Thats right, after a very long wait the newest generation of IE 1.8T performance camshafts cores are now in and receiving the final round of machining. The super popular camshafts are expected to be ready for shipping first of August. Due to the overwhelming demand of these camshafts, you can now reserve your set during our pre-order. All pre-orders will also receive a free IE T-shirt and 1.8T poster.

Available now here!








Integrated Engineering is proud to offer the second generation of VW/Audi 1.8T 20V performance camshaft sets. Integrated Engineering camshafts re-tune the sequencing of the valves, allowing for more airflow at high RPM. Version 2 of IECVA1, IECVA2, & IECVA3 camshafts feature new IE proprietary cam profiles and center lines.
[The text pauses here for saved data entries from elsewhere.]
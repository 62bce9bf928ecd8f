// Backend module for MeTTa evaluation
//
// - `compile`: MeTTa text → Atoms
// - `eval`: matcher, unifier, reducer and the `interpret` dispatch
// - `interpreter`: text-level driver owning one `Environment`

pub mod compile;
pub mod environment;
pub mod eval;
pub mod grounded;
pub mod interpreter;
pub mod models;
pub mod space;
pub mod stdlib;

pub use compile::{parse, sexpr_to_atom};
pub use environment::Environment;
pub use eval::{interpret, match_all, match_atom, reduce, unify};
pub use grounded::{Arity, ExecError, GroundedOperation, GroundedRegistry, GroundedResult};
pub use interpreter::Interpreter;
pub use models::*;
pub use space::Space;
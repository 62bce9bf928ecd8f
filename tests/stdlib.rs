//! The prelude loaded by `load_stdlib`

mod common;

use common::{run_last_in, sym};
use mettacore::{parse, Atom, Interpreter, InterpreterConfig};

fn atom(src: &str) -> Atom {
    parse(src).expect("atom parses").remove(0)
}

fn with_stdlib() -> Interpreter {
    let mut metta = Interpreter::new();
    metta.load_stdlib();
    metta
}

#[test]
fn test_loading_is_idempotent() {
    let mut metta = with_stdlib();
    let rules = metta.space().rules().len();
    assert!(rules > 0);
    assert!(metta.stdlib_loaded());

    metta.load_stdlib();
    assert_eq!(metta.space().rules().len(), rules);
}

#[test]
fn test_config_can_load_the_prelude() {
    let config = InterpreterConfig {
        load_stdlib: true,
        ..InterpreterConfig::default()
    };
    let metta = Interpreter::with_config(config);
    assert!(metta.stdlib_loaded());
    assert!(!Interpreter::new().stdlib_loaded());
}

#[test]
fn test_each_space_loads_its_own_prelude() {
    let mut metta = with_stdlib();
    let rules = metta.space().rules().len();

    metta.use_space("kb");
    assert!(!metta.stdlib_loaded());
    assert_eq!(run_last_in(&mut metta, "(id hello)"), vec![Atom::expr(vec![sym("id"), sym("hello")])]);

    metta.load_stdlib();
    assert!(metta.stdlib_loaded());
    assert_eq!(metta.space().rules().len(), rules);
    assert_eq!(run_last_in(&mut metta, "(id hello)"), vec![sym("hello")]);

    metta.use_space("self");
    assert!(metta.stdlib_loaded());
}

#[test]
fn test_identity_and_composition() {
    let mut metta = with_stdlib();
    assert_eq!(run_last_in(&mut metta, "(id hello)"), vec![sym("hello")]);

    metta.run("(= (inc $x) (+ $x 1))").unwrap();
    assert_eq!(
        run_last_in(&mut metta, "(compose inc inc 1)"),
        vec![Atom::float(3.0)]
    );
}

#[test]
fn test_list_helpers() {
    let mut metta = with_stdlib();
    assert_eq!(
        run_last_in(&mut metta, "(cons 1 (cons 2 Nil))"),
        vec![atom("(Cons 1 (Cons 2 Nil))")]
    );
    assert_eq!(run_last_in(&mut metta, "(head (cons a Nil))"), vec![sym("a")]);
    assert_eq!(
        run_last_in(&mut metta, "(tail (cons a (cons b Nil)))"),
        vec![atom("(Cons b Nil)")]
    );
    assert_eq!(run_last_in(&mut metta, "(nil? Nil)"), vec![sym("True")]);
    assert_eq!(run_last_in(&mut metta, "(nil? (cons a Nil))"), vec![sym("False")]);
}

#[test]
fn test_reflexive_equality() {
    let mut metta = with_stdlib();
    assert_eq!(run_last_in(&mut metta, "(eq a a)"), vec![sym("True")]);
    assert_eq!(run_last_in(&mut metta, "(eq (f 1) (f 1))"), vec![sym("True")]);
    assert_eq!(run_last_in(&mut metta, "(eq a b)"), vec![sym("False")]);
}

#[test]
fn test_negation() {
    let mut metta = with_stdlib();
    assert_eq!(run_last_in(&mut metta, "(not True)"), vec![sym("False")]);
    assert_eq!(run_last_in(&mut metta, "(not False)"), vec![sym("True")]);
}

#[test]
fn test_type_predicates() {
    let mut metta = with_stdlib();
    assert_eq!(run_last_in(&mut metta, "(is-number 42)"), vec![sym("True")]);
    assert_eq!(run_last_in(&mut metta, "(is-number foo)"), vec![sym("False")]);
    assert_eq!(run_last_in(&mut metta, r#"(is-string "hi")"#), vec![sym("True")]);
    assert_eq!(run_last_in(&mut metta, "(is-bool True)"), vec![sym("True")]);
    assert_eq!(run_last_in(&mut metta, "(is-symbol foo)"), vec![sym("True")]);
    assert_eq!(run_last_in(&mut metta, "(is-expression (quote (a b)))"), vec![sym("True")]);
}
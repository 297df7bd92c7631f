//! Edge Latency - timestamped input capture for latency measurement
//!
//! A bounded single-producer/single-consumer queue decouples a producer that
//! must never block (interrupt, input callback, scheduled pulse) from a
//! polling consumer that debounces, logs and emits periodic heartbeats.

pub mod actuator;
pub mod clock;
pub mod config;
pub mod keyboard;
pub mod pipeline;
pub mod report;
pub mod serial;
pub mod sink;

pub use config::Config;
These new grinds result in further increased performance, cleaner idle properties, and a more linear power band!  Learn more here.


----------



## not SoQuick (Jan 8, 2004)

Finally some good news on the old tex  I think I might pick up a set of Race cams when I refresh my head to replace my purple's


----------



## Three3Se7en (Jul 2, 2007)

What is the market for the street cams? Can't glean much info from the included dyno with a lack of speed axis. Will be picking up a set of these cams not sure if street or street/strip cams yet.


----------



## carsluTT (Dec 31, 2004)

holy crap! i need to drop another 2g's on my head ASAP! glad to see these coming back to market :beer:


----------



## 1999.5GTIVR6 (Jun 15, 2011)

Three3Se7en said:


> What is the market for the street cams? Can't glean much info from the included dyno with a lack of speed axis. Will be picking up a set of these cams not sure if street or street/strip cams yet.


agreed


----------



## inovillo (Nov 12, 2001)

Can you please post some detailed specs about the IECVA1 "V2" cams? Very interested...

- Duration at XXXmm?
- Maximum Lift?
- Lift at TDC?

This way we can compare apples to apples... 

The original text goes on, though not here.